Stored items
___
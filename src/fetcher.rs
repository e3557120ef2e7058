use async_trait::async_trait;
use reqwest::Url;
use scraper::{Html, Selector};
use std::collections::{BTreeMap, HashSet};
use std::time::Duration;

use crate::analyzer::HTMLTagFilter;
use crate::config::Settings;
use crate::data_models::Page;
use crate::error::FetchError;

/// A fetched and parsed HTML page.
#[derive(Debug, Clone, Default)]
pub struct FetchedPage {
    /// The URL that was requested.
    pub url: String,
    /// Where the request ended up after redirects.
    pub final_url: String,
    pub status: u16,
    /// Response headers, names lowercased.
    pub headers: BTreeMap<String, String>,
    pub html: String,
    pub text: String,
    pub title: Option<String>,
    pub meta_description: Option<String>,
    pub canonical: Option<String>,
    pub headings: Vec<String>,
    pub h1_count: usize,
    /// Absolute http(s) links found on the page, fragment stripped.
    pub links: Vec<String>,
    pub word_count: usize,
}

impl FetchedPage {
    /// Parses `html` and fills every derived field.
    pub fn from_html(
        url: &str,
        final_url: &str,
        status: u16,
        headers: BTreeMap<String, String>,
        html: String,
    ) -> FetchedPage {
        let extracted = HTMLTagFilter::extract(&html);
        let (meta_description, canonical, links, head_title) = parse_head_and_links(final_url, &html);

        let title = if extracted.title.trim().is_empty() {
            head_title
        } else {
            Some(extracted.title.trim().to_string())
        };
        let word_count = extracted.body.split_whitespace().count();

        FetchedPage {
            url: url.to_string(),
            final_url: final_url.to_string(),
            status,
            headers,
            text: extracted.body,
            title,
            meta_description,
            canonical,
            headings: extracted.headings,
            h1_count: extracted.h1_count,
            links,
            word_count,
            html,
        }
    }

    pub fn header(&self, name: &str) -> Option<&str> {
        self.headers.get(&name.to_lowercase()).map(String::as_str)
    }

    pub fn to_page(&self) -> Page {
        Page::new(
            self.final_url.clone(),
            self.title.clone().unwrap_or_default(),
            self.text.clone(),
        )
    }
}

fn parse_head_and_links(
    base_url: &str,
    html: &str,
) -> (Option<String>, Option<String>, Vec<String>, Option<String>) {
    let document = Html::parse_document(html);
    let base = Url::parse(base_url).ok();

    let meta_description = Selector::parse(r#"meta[name="description"]"#)
        .ok()
        .and_then(|sel| {
            document
                .select(&sel)
                .next()
                .and_then(|el| el.value().attr("content"))
                .map(|c| c.trim().to_string())
        })
        .filter(|c| !c.is_empty());

    let canonical = Selector::parse(r#"link[rel="canonical"]"#)
        .ok()
        .and_then(|sel| {
            document
                .select(&sel)
                .next()
                .and_then(|el| el.value().attr("href"))
                .map(|href| match &base {
                    Some(base) => base
                        .join(href)
                        .map(|u| u.to_string())
                        .unwrap_or_else(|_| href.to_string()),
                    None => href.to_string(),
                })
        });

    let title = Selector::parse("title").ok().and_then(|sel| {
        document
            .select(&sel)
            .next()
            .map(|t| t.text().collect::<String>().trim().to_string())
            .filter(|t| !t.is_empty())
    });

    let mut links = Vec::new();
    if let (Some(base), Ok(href_selector)) = (&base, Selector::parse("a[href]")) {
        let mut seen = HashSet::new();
        for element in document.select(&href_selector) {
            if let Some(href) = element.value().attr("href") {
                if let Ok(mut resolved) = base.join(href) {
                    if resolved.scheme() == "http" || resolved.scheme() == "https" {
                        resolved.set_fragment(None);
                        let s = resolved.to_string();
                        if seen.insert(s.clone()) {
                            links.push(s);
                        }
                    }
                }
            }
        }
    }

    (meta_description, canonical, links, title)
}

/// Resolves a URL to page content. Implementations decide their own retry
/// policy; callers never retry.
#[async_trait]
pub trait PageFetcher: Send + Sync {
    async fn fetch(&self, url: &str) -> Result<FetchedPage, FetchError>;
}

pub fn build_http_client(settings: &Settings) -> Result<reqwest::Client, reqwest::Error> {
    reqwest::Client::builder()
        .user_agent(&settings.user_agent)
        .timeout(settings.request_timeout)
        .connect_timeout(Duration::from_secs(10))
        .redirect(reqwest::redirect::Policy::limited(10))
        .gzip(true)
        .brotli(true)
        .build()
}

pub struct HttpPageFetcher {
    client: reqwest::Client,
}

impl HttpPageFetcher {
    pub fn new(client: reqwest::Client) -> Self {
        Self { client }
    }
}

#[async_trait]
impl PageFetcher for HttpPageFetcher {
    async fn fetch(&self, url: &str) -> Result<FetchedPage, FetchError> {
        let parsed = Url::parse(url).map_err(|_| FetchError::InvalidUrl(url.to_string()))?;
        let res = self.client.get(parsed).send().await.map_err(|e| {
            if e.is_timeout() {
                FetchError::Timeout
            } else {
                FetchError::Http(e)
            }
        })?;

        let status = res.status();
        if !status.is_success() {
            return Err(FetchError::Status {
                url: url.to_string(),
                status: status.as_u16(),
            });
        }

        let final_url = res.url().to_string();
        let headers = res
            .headers()
            .iter()
            .filter_map(|(name, value)| {
                value
                    .to_str()
                    .ok()
                    .map(|v| (name.as_str().to_lowercase(), v.to_string()))
            })
            .collect::<BTreeMap<String, String>>();
        let body = res.text().await?;

        log::debug!("fetched {url} ({} bytes, final url {final_url})", body.len());
        Ok(FetchedPage::from_html(
            url,
            &final_url,
            status.as_u16(),
            headers,
            body,
        ))
    }
}
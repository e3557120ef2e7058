use async_trait::async_trait;
use scraper::{Html, Selector};
use serde_json::Value;
use std::collections::BTreeSet;

use super::{Probe, ProbeContext};
use crate::data_models::{ProbeKind, ProbeValue, StructuredData};
use crate::error::ProbeError;

/// Inspects the primary page markup for schema.org and social metadata.
/// Pure; works from the already fetched HTML.
#[derive(Default)]
pub struct StructuredDataProbe;

impl StructuredDataProbe {
    pub fn new() -> Self {
        Self
    }
}

#[async_trait]
impl Probe for StructuredDataProbe {
    fn kind(&self) -> ProbeKind {
        ProbeKind::StructuredData
    }

    async fn run(&self, ctx: &ProbeContext) -> Result<ProbeValue, ProbeError> {
        Ok(ProbeValue::StructuredData(extract_structured_data(
            &ctx.page.html,
        )?))
    }
}

fn selector(css: &str) -> Result<Selector, ProbeError> {
    Selector::parse(css).map_err(|e| ProbeError::Unusable(format!("bad selector {css}: {e}")))
}

/// Collects `@type` values from a JSON-LD node, descending into arrays and
/// `@graph` containers.
fn collect_types(node: &Value, types: &mut BTreeSet<String>) {
    match node {
        Value::Array(items) => items.iter().for_each(|item| collect_types(item, types)),
        Value::Object(map) => {
            match map.get("@type") {
                Some(Value::String(t)) => {
                    types.insert(t.clone());
                }
                Some(Value::Array(ts)) => {
                    types.extend(ts.iter().filter_map(Value::as_str).map(str::to_string));
                }
                _ => {}
            }
            if let Some(graph) = map.get("@graph") {
                collect_types(graph, types);
            }
        }
        _ => {}
    }
}

/// Last path segment of a microdata `itemtype` URL, e.g. `Product` for
/// `https://schema.org/Product`.
fn microdata_type(itemtype: &str) -> Option<String> {
    itemtype
        .split_whitespace()
        .next()
        .map(|t| t.trim_end_matches('/'))
        .and_then(|t| t.rsplit('/').next())
        .filter(|t| !t.is_empty())
        .map(str::to_string)
}

pub fn extract_structured_data(html: &str) -> Result<StructuredData, ProbeError> {
    let document = Html::parse_document(html);
    let json_ld = selector(r#"script[type="application/ld+json"]"#)?;
    let itemtype = selector("[itemtype]")?;
    let og = selector(r#"meta[property^="og:"]"#)?;
    let twitter = selector(r#"meta[name^="twitter:"], meta[property^="twitter:"]"#)?;

    let mut data = StructuredData::default();
    let mut schema_types = BTreeSet::new();
    for script in document.select(&json_ld) {
        data.json_ld_blocks += 1;
        let raw = script.text().collect::<String>();
        match serde_json::from_str::<Value>(raw.trim()) {
            Ok(value) => collect_types(&value, &mut schema_types),
            Err(e) => {
                log::debug!("invalid JSON-LD block: {e}");
                data.invalid_json_ld_blocks += 1;
            }
        }
    }
    data.schema_types = schema_types.into_iter().collect();

    let microdata: BTreeSet<String> = document
        .select(&itemtype)
        .filter_map(|el| el.value().attr("itemtype"))
        .filter_map(microdata_type)
        .collect();
    data.microdata_types = microdata.into_iter().collect();

    data.has_open_graph = document.select(&og).next().is_some();
    data.has_twitter_card = document.select(&twitter).next().is_some();
    Ok(data)
}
___
* _What is being asked_:
Retype exactly the lines from the start of the entries through the one with "pub struct FetchedPage"; include both ends.

* _The completed task_:
filename src/fetcher.rs
repository e3557120ef2e7058
use async_trait::async_trait;
use reqwest::Url;
use scraper::{Html, Selector};
use std::collections::{BTreeMap, HashSet};
use std::time::Duration;

use crate::analyzer::HTMLTagFilter;
use crate::config::Settings;
use crate::data_models::Page;
use crate::error::FetchError;

/// A fetched and parsed HTML page.
#[derive(Debug, Clone, Default)]
pub struct FetchedPage {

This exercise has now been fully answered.